# Excerpted records
####
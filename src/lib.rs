//! # Overview
//!
//! This crate provides an implementation of the [Zhang-Shasha algorithm][zhang-shasha] for the
//! _tree edit distance_ between two ordered labeled trees, that is the lowest total cost of a
//! sequence of node insertions, deletions and relabelings that transforms one tree into the other,
//! according to a user-defined [CostModel].
//!
//! Inserting a node makes it the parent of a consecutive sequence of its new siblings, while
//! deleting a node makes its children the children of its parent, in its place.
//!
//! [zhang-shasha]: https://doi.org/10.1137/0218082
//!
//! # Example
//!
//! ```rust
//! use zhang_shasha::*;
//! use std::mem::{discriminant, Discriminant};
//! use std::iter::empty;
//!
//! enum Json {
//!     Null,
//!     Bool(bool),
//!     Number(f64),
//!     String(String),
//!     Array(Vec<Json>),
//!     Map(Vec<(String, Json)>),
//! }
//!
//! impl<'n> Node<'n> for Json {
//!     type Label = Discriminant<Json>;
//!     fn label(&'n self) -> Self::Label {
//!         discriminant(self)
//!     }
//! }
//!
//! impl<'t> Tree<'t> for Json {
//!     type Children = Box<dyn Iterator<Item = &'t Self> + 't>;
//!     fn children(&'t self) -> Self::Children {
//!         match self {
//!             Json::Array(a) => Box::new(a.iter()),
//!             Json::Map(m) => Box::new(m.iter().map(|(_, v)| v)),
//!             _ => Box::new(empty()),
//!         }
//!     }
//! }
//! #
//! # impl From<serde_json::Value> for Json {
//! #     fn from(obj: serde_json::Value) -> Self {
//! #         use serde_json::Value::*;
//! #         match obj {
//! #             Null => Json::Null,
//! #             Bool(b) => Json::Bool(b),
//! #             Number(n) => Json::Number(n.as_i64().unwrap() as f64),
//! #             String(s) => Json::String(s),
//! #             Array(a) => Json::Array(a.into_iter().map(Into::into).collect()),
//! #             Object(m) => Json::Map(
//! #                 m.into_iter()
//! #                     .map(|(k, v)| (k, v.into()))
//! #                     .collect(),
//! #             ),
//! #         }
//! #     }
//! # }
//!
//! macro_rules! json {
//!     ($( $tokens:tt )*) => {
//!         // ...
//! #         Json::from(::serde_json::json!({$($tokens)*}))
//!     };
//! }
//!
//! let john = json! {
//!     "name": "John Doe",
//!     "age": 43,
//!     "phones": [
//!         "+44 1234567",
//!         "+44 2345678"
//!     ]
//! };
//!
//! let jane = json! {
//!     "name": "Jane Doe",
//!     "maiden name": "Smith",
//!     "age": 40,
//!     "phones": [
//!         "+44 7654321",
//!     ]
//! };
//!
//! assert_eq!(distance(&john, &jane, &Unit), Ok(2));
//!
//! let (edits, cost) = diff(&john, &jane, &Unit)?;
//!
//! assert_eq!(cost, 2);
//!
//! // One phone number is deleted, the "maiden name" is inserted and every other value survives.
//! let deleted = edits.iter().filter(|e| matches!(e, Edit::Delete(_))).count();
//! let inserted = edits.iter().filter(|e| matches!(e, Edit::Insert(_))).count();
//! let relabeled = edits.iter().filter(|e| matches!(e, Edit::Relabel(..))).count();
//!
//! assert_eq!((deleted, inserted, relabeled), (1, 1, 5));
//! # Ok::<(), Error>(())
//! ```
//!
//! # Features
//!
//! - `tracing`: logs the progress of each computation through [tracing](https://docs.rs/tracing).

mod tracing_macros;

pub(crate) use tracing_macros::{debug, trace};

mod cost;
mod diff;
mod edit;
mod error;
mod forest;
mod labeled;
mod postorder;
mod tree;

pub use cost::*;
pub use diff::*;
pub use edit::*;
pub use error::*;
pub use forest::*;
pub use labeled::*;
pub use postorder::*;
pub use tree::*;

mod keyroot;

pub(crate) use keyroot::*;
####
# Aim of the task
Copy out every line in the listing where the word "filter" appears.

# The answer
//! let deleted = edits.iter().filter(|e| matches!(e, Edit::Delete(_))).count();
//! let inserted = edits.iter().filter(|e| matches!(e, Edit::Insert(_))).count();
//! let relabeled = edits.iter().filter(|e| matches!(e, Edit::Relabel(..))).count();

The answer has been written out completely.